## [What the exercise asks]
Those lines of the records that contain "prompts" are to be located and copied.

## [Extracted records]
========

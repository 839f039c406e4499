//! Adversary agent: strongest objections to the argument.
//!
//! In panel mode three seats review independently on different models and
//! a reconcile call merges their objections, recording how many seats raised
//! each one. A failed reconcile falls back to the seat findings, each with a
//! single vote.

use std::fmt::Write as _;

use review_coordination::{AgentId, CallRole, Finding};
use tracing::{info, instrument, warn};

use super::briefing::Briefing;
use super::domain::EvidencePack;
use super::{AgentContext, AgentError, AgentOutput, AgentResult, FindingBatch};
use crate::prompts;

#[derive(Debug, Default, Clone, Copy)]
pub struct AdversaryAgent {
    pub panel_mode: bool,
}

impl AdversaryAgent {
    pub fn new(panel_mode: bool) -> Self {
        Self { panel_mode }
    }

    /// `raw_rigor` is the unrewritten rigor list; its titles steer the
    /// adversary away from repeating them.
    #[instrument(skip_all, fields(panel = self.panel_mode))]
    pub async fn run(
        &self,
        ctx: &AgentContext,
        briefing: &Briefing,
        evidence: &EvidencePack,
        raw_rigor: &[Finding],
    ) -> AgentResult<AgentOutput> {
        let system = prompts::steer(
            prompts::with_finding_rules(prompts::ADVERSARY_PREAMBLE),
            ctx.steering(),
        );
        let titles: Vec<String> = raw_rigor.iter().map(|f| f.title.clone()).collect();
        let user = prompts::adversary_user(briefing, evidence, &titles, &ctx.document);

        if self.panel_mode {
            return run_panel(ctx, &system, &user).await;
        }

        let (batch, metrics) = ctx
            .substrate
            .call::<FindingBatch>(CallRole::Adversary, &system, &user, None)
            .await?;
        Ok(AgentOutput {
            findings: batch.into_findings(AgentId::Adversary),
            metrics: vec![metrics],
        })
    }
}

async fn run_panel(ctx: &AgentContext, system: &str, user: &str) -> AgentResult<AgentOutput> {
    let seats = CallRole::panel_seats().map(|role| {
        let ctx = ctx.clone();
        async move {
            let result = ctx
                .substrate
                .call::<FindingBatch>(role, system, user, None)
                .await;
            (role, result)
        }
    });
    let results = futures::future::join_all(seats).await;

    let mut metrics = Vec::new();
    let mut seat_findings: Vec<(CallRole, Vec<Finding>)> = Vec::new();
    let mut last_error = None;
    for (role, result) in results {
        match result {
            Ok((batch, m)) => {
                metrics.push(m);
                seat_findings.push((role, batch.into_findings(AgentId::AdversaryPanel)));
            }
            Err(err) => {
                warn!(seat = role.as_str(), error = %err, "Panel seat failed");
                last_error = Some(err);
            }
        }
    }
    if seat_findings.is_empty() {
        let reason = last_error.map(|e| e.to_string()).unwrap_or_default();
        return Err(AgentError::PanelExhausted(reason));
    }
    info!(seats = seat_findings.len(), "Panel seats finished");

    let reconcile_system = prompts::steer(
        prompts::with_finding_rules(prompts::PANEL_RECONCILE_PREAMBLE),
        ctx.steering(),
    );
    let reconcile_user = format!(
        "{}\n\n# Document\n\n{}",
        reconcile_prompt(&seat_findings),
        ctx.document.render_all()
    );
    match ctx
        .substrate
        .call::<FindingBatch>(CallRole::PanelReconcile, &reconcile_system, &reconcile_user, None)
        .await
    {
        Ok((batch, m)) => {
            metrics.push(m);
            Ok(AgentOutput {
                findings: batch
                    .into_findings(AgentId::AdversaryPanel)
                    .into_iter()
                    .map(|f| {
                        let votes = f.votes.unwrap_or(1);
                        f.with_votes(votes)
                    })
                    .collect(),
                metrics,
            })
        }
        Err(err) => {
            warn!(error = %err, "Panel reconcile failed, keeping seat findings");
            Ok(AgentOutput {
                findings: seat_findings
                    .into_iter()
                    .flat_map(|(_, findings)| findings)
                    .map(|f| f.with_votes(1))
                    .collect(),
                metrics,
            })
        }
    }
}

fn reconcile_prompt(seats: &[(CallRole, Vec<Finding>)]) -> String {
    let mut out = String::from("# Panel objections\n");
    for (role, findings) in seats {
        let _ = write!(out, "\n## Seat {}\n", role.as_str());
        if findings.is_empty() {
            out.push_str("(no objections)\n");
        }
        for finding in findings {
            let Some(anchor) = finding.anchors.first() else {
                continue;
            };
            let _ = writeln!(
                out,
                "- [{}] {} ({}, {}): {} | [{}] \"{}\"",
                finding.category.dimension(),
                finding.title,
                finding.severity,
                finding.confidence,
                finding.description,
                anchor.paragraph_id,
                anchor.quoted_text
            );
        }
    }
    out
}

========

## [Your response]
use crate::prompts;
        let system = prompts::steer(
            prompts::with_finding_rules(prompts::ADVERSARY_PREAMBLE),
        let user = prompts::adversary_user(briefing, evidence, &titles, &ctx.document);
    let reconcile_system = prompts::steer(
        prompts::with_finding_rules(prompts::PANEL_RECONCILE_PREAMBLE),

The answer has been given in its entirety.